Chalkley Treehouse experience at Lion Sands in South Africa. (Photo credit: Lion Sands.)

Chalkley Treehouse experience at Lion Sands in South Africa. (Photo credit: Lion Sands.)

Whether it’s eco-tourism, safaris, cruises, hiking, surfing, cooking, or whatever country you can pinpoint on the map, if there’s a destination or travel experience out there that the customer wants, as a travel agent you’re in a prime position to bring them to it.  So how do you get them to connect with you instead of spending hours at their computer looking for the best deal?  Specializing gives you an edge.  Use that edge and write about the destination or experience that you’re passionate about.  Entice them.  Show them what they’re missing and how you can bring that experience to life for them.  Writing helps readers establish a relationship with you.  It’s a way to communicate your knowledge and value up front.  It’s about building trust through your expertise.  It’s about letting them know that you’re still out there rocking in the free world of commerce.  Show them your version of a mean margarita and a killer bowl of guacamole.

Tango dancers in La Boca, Buenos Aires. (Photo by author.)

Tango dancers in La Boca, Buenos Aires. (Photo by author.)

“Two weeks ago I met a travel agent.  I thought they were all gone. Shows you how crazy I am—I’m sure there are others like me out there,” said John Walsh, CEO & President, SightSpan Inc.  He’s right—there are lots of others out there like him.  Walsh travels extensively and books online, directly with the airline.  Asked why he doesn’t use an agent he said, I don’t use a travel agent due to lack of a relationship and it seems faster for me to book business trips and vacations myself.”

Understanding this point of view needn’t be a reason for travel agents to throw in the towel, but rather an opportunity for them to understand why it’s important to leverage their expertise and assets and market themselves through writing.  Agents who specialize have a head start to differentiate themselves within the competitive marketplace to influence travelers and communicate their value.  For readers who latch on to a specialist’s insights, they won’t have to think twice about how to book their travel the next time they want to explore options about a particular destination.

Ballynahinch Castle, Galway, Ireland.  (Photo by author.)

Ballynahinch Castle, Galway, Ireland. (Photo by author.)

When I asked Walsh if he’d consider using a travel agent he said, “I would, if their services were presented with a clear value proposition and cost benefit offering.  Agents need to better state that they’re still out there and articulate their value.  They need to reeducate people of why it’s best to have a human working with you when something goes wrong—and it always does.”

Bedouin riders at Petra, Jordan. (Photo by author.)

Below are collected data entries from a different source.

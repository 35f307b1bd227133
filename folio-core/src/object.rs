//! Content-addressed object model.
//!
//! Objects are opaque byte blobs keyed by the SHA-256 digest of their
//! content. Leaf content is stored as a "piece"; blobs larger than one
//! chunk are described by a file index listing ordered (digest, size)
//! children, which allows partial and streamed reads.

use serde::{Deserialize, Serialize};
use sha2::{Digest, Sha256};

use crate::error::{Error, Result};

/// Unique identifier for any stored object.
#[derive(Debug, Clone, Copy, PartialEq, Eq, Hash, PartialOrd, Ord, Serialize, Deserialize)]
pub struct ObjectDigest([u8; 32]);

impl ObjectDigest {
    /// Create a new ObjectDigest from raw bytes.
    pub fn new(bytes: [u8; 32]) -> Self {
        Self(bytes)
    }

    /// Compute the digest of a byte sequence.
    pub fn from_data(data: &[u8]) -> Self {
        let hash = Sha256::digest(data);
        Self(hash.into())
    }

    /// Convert to hexadecimal string.
    pub fn to_hex(&self) -> String {
        hex::encode(self.0)
    }

    /// Parse from hexadecimal string.
    pub fn from_hex(hex_str: &str) -> Result<Self> {
        let bytes = hex::decode(hex_str)
            .map_err(|e| Error::InvalidArgument(format!("Bad digest hex: {}", e)))?;
        Self::from_slice(&bytes)
    }

    /// Parse from a byte slice; the slice must be exactly 32 bytes.
    pub fn from_slice(bytes: &[u8]) -> Result<Self> {
        if bytes.len() != 32 {
            return Err(Error::InvalidArgument(format!(
                "Digest must be 32 bytes, got {}",
                bytes.len()
            )));
        }
        let mut arr = [0u8; 32];
        arr.copy_from_slice(bytes);
        Ok(Self(arr))
    }

    /// Get raw bytes.
    pub fn as_bytes(&self) -> &[u8; 32] {
        &self.0
    }
}

impl std::fmt::Display for ObjectDigest {
    fn fmt(&self, f: &mut std::fmt::Formatter<'_>) -> std::fmt::Result {
        write!(f, "{}", self.to_hex())
    }
}

/// Sync priority of an object referenced by a page entry.
///
/// Eager objects are uploaded together with the commit that references
/// them; lazy objects are fetched from the remote on first local read.
#[derive(Debug, Clone, Copy, PartialEq, Eq, Serialize, Deserialize)]
pub enum ObjectPriority {
    Eager,
    Lazy,
}

/// Magic bytes for the file index binary format.
pub const INDEX_MAGIC: &[u8; 4] = b"FIDX";

/// File index format version.
pub const INDEX_VERSION: u16 = 1;

/// Fixed header size: magic(4) + version(2) + reserved(2).
pub const INDEX_HEADER_SIZE: usize = 8;

/// Fixed record size: digest(32) + size(8).
pub const INDEX_RECORD_SIZE: usize = 40;

/// One chunk reference inside a file index.
#[derive(Debug, Clone, Copy, PartialEq, Eq)]
pub struct IndexChild {
    pub digest: ObjectDigest,
    pub size: u64,
}

/// Describes a large blob as ordered (digest, size) chunks.
///
/// The serialized form is a fixed header followed by N fixed-size
/// records. The total size of the blob equals the sum of child sizes.
#[derive(Debug, Clone, PartialEq, Eq)]
pub struct FileIndex {
    children: Vec<IndexChild>,
}

impl FileIndex {
    /// Build an index over ordered children.
    pub fn new(children: Vec<IndexChild>) -> Self {
        Self { children }
    }

    /// Ordered chunk references.
    pub fn children(&self) -> &[IndexChild] {
        &self.children
    }

    /// Total blob size: the sum of all child sizes.
    pub fn total_size(&self) -> u64 {
        self.children.iter().map(|c| c.size).sum()
    }

    /// Serialize to the fixed binary layout.
    pub fn to_bytes(&self) -> Vec<u8> {
        let mut buf = Vec::with_capacity(INDEX_HEADER_SIZE + self.children.len() * INDEX_RECORD_SIZE);
        buf.extend_from_slice(INDEX_MAGIC);
        buf.extend_from_slice(&INDEX_VERSION.to_le_bytes());
        buf.extend_from_slice(&[0u8; 2]); // reserved
        for child in &self.children {
            buf.extend_from_slice(child.digest.as_bytes());
            buf.extend_from_slice(&child.size.to_le_bytes());
        }
        buf
    }

    /// Deserialize from the fixed binary layout.
    ///
    /// Rejects buffers shorter than the header, with a bad magic or
    /// version, or whose remainder is not a whole number of records.
    pub fn from_bytes(data: &[u8]) -> Result<Self> {
        if data.len() < INDEX_HEADER_SIZE {
            return Err(Error::InvalidArgument(format!(
                "File index too short: {} bytes",
                data.len()
            )));
        }
        if &data[0..4] != INDEX_MAGIC {
            return Err(Error::InvalidArgument("Bad file index magic".to_string()));
        }
        let version = u16::from_le_bytes([data[4], data[5]]);
        if version != INDEX_VERSION {
            return Err(Error::InvalidArgument(format!(
                "Unsupported file index version: {}",
                version
            )));
        }
        let body = &data[INDEX_HEADER_SIZE..];
        if body.len() % INDEX_RECORD_SIZE != 0 {
            return Err(Error::InvalidArgument(format!(
                "File index body of {} bytes is not a whole number of records",
                body.len()
            )));
        }
        let mut children = Vec::with_capacity(body.len() / INDEX_RECORD_SIZE);
        for record in body.chunks_exact(INDEX_RECORD_SIZE) {
            let digest = ObjectDigest::from_slice(&record[0..32])?;
            let size = u64::from_le_bytes(
                record[32..40]
                    .try_into()
                    .map_err(|_| Error::Internal("Record slice length".to_string()))?,
            );
            children.push(IndexChild { digest, size });
        }
        Ok(Self { children })
    }

    /// Digest of the serialized index.
    pub fn digest(&self) -> ObjectDigest {
        ObjectDigest::from_data(&self.to_bytes())
    }
}

#[cfg(test)]
mod tests {
    use super::*;
    use proptest::prelude::*;

    fn child(byte: u8, size: u64) -> IndexChild {
        IndexChild {
            digest: ObjectDigest::new([byte; 32]),
            size,
        }
    }

    #[test]
    fn test_digest_is_deterministic() {
        let a = ObjectDigest::from_data(b"some bytes");
        let b = ObjectDigest::from_data(b"some bytes");
        assert_eq!(a, b);
        assert_ne!(a, ObjectDigest::from_data(b"other bytes"));
    }

    #[test]
    fn test_digest_hex_roundtrip() {
        let d = ObjectDigest::from_data(b"hello");
        let parsed = ObjectDigest::from_hex(&d.to_hex()).unwrap();
        assert_eq!(d, parsed);
    }

    #[test]
    fn test_index_roundtrip_preserves_order_and_total() {
        let children = vec![child(1, 100), child(2, 50), child(3, 7)];
        let index = FileIndex::new(children.clone());
        let parsed = FileIndex::from_bytes(&index.to_bytes()).unwrap();
        assert_eq!(parsed.children(), &children[..]);
        assert_eq!(parsed.total_size(), 157);
    }

    #[test]
    fn test_index_empty() {
        let index = FileIndex::new(vec![]);
        let parsed = FileIndex::from_bytes(&index.to_bytes()).unwrap();
        assert!(parsed.children().is_empty());
        assert_eq!(parsed.total_size(), 0);
    }

    #[test]
    fn test_index_rejects_short_buffer() {
        let err = FileIndex::from_bytes(&[0u8; 3]).unwrap_err();
        assert!(matches!(err, Error::InvalidArgument(_)));
    }

    #[test]
    fn test_index_rejects_bad_magic() {
        let mut data = FileIndex::new(vec![child(1, 1)]).to_bytes();
        data[0] = b'X';
        assert!(FileIndex::from_bytes(&data).is_err());
    }

    #[test]
    fn test_index_rejects_partial_record() {
        let mut data = FileIndex::new(vec![child(1, 1)]).to_bytes();
        data.truncate(data.len() - 1);
        let err = FileIndex::from_bytes(&data).unwrap_err();
        assert!(matches!(err, Error::InvalidArgument(_)));
    }

    proptest! {
        #[test]
        fn prop_index_roundtrip(sizes in proptest::collection::vec(0u64..1 << 40, 0..32)) {
            let children: Vec<IndexChild> = sizes
                .iter()
                .enumerate()
                .map(|(i, s)| child(i as u8, *s))
                .collect();
            let total: u64 = sizes.iter().sum();
            let index = FileIndex::new(children.clone());
            let parsed = FileIndex::from_bytes(&index.to_bytes()).unwrap();
            prop_assert_eq!(parsed.children(), &children[..]);
            prop_assert_eq!(parsed.total_size(), total);
        }
    }
}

Bedouin riders at Petra, Jordan. (Photo by author.)

The best reason for using a knowledgeable agent is that they’re there for you when the unexpected happens and you have to cancel or change your plans because an ash-cloud exploded over Europe or because you fell off your scooter in Bermuda and landed in the hospital. I hope you never have to experience having to suddenly return home from a foreign land when you booked everything on the Internet.  Any travel agent worth their salt will be able to turn you on to the best experience for your money or save you from having that “trip from hell” where perhaps your room isn’t reserved or your hotel is located in the wrong part of town.  Agents who are truly connected to a destination or travel experience can dive deep for you.  If you have any doubts, take a look at Condé Nast Traveler’s Top Travel Specialists Collection or Travel + Leisure’s A-List: Top 100 Agents and you’ll see what I mean.  After reading through a few of these specialists, you’ll be itching to escape somewhere.

So if you’re a travel agent or counselor who specializes, share your expertise.  If you’re a traveler, think about visiting your local travel agency and get to know the experts.

Margaritas on the rocks with salt. (Photo by author.)

Margaritas on the rocks with salt. (Photo by author.)

By the way, my friend’s margaritas and guacamole were excellent.  But then again, I had no doubt they would be…it’s her specialty.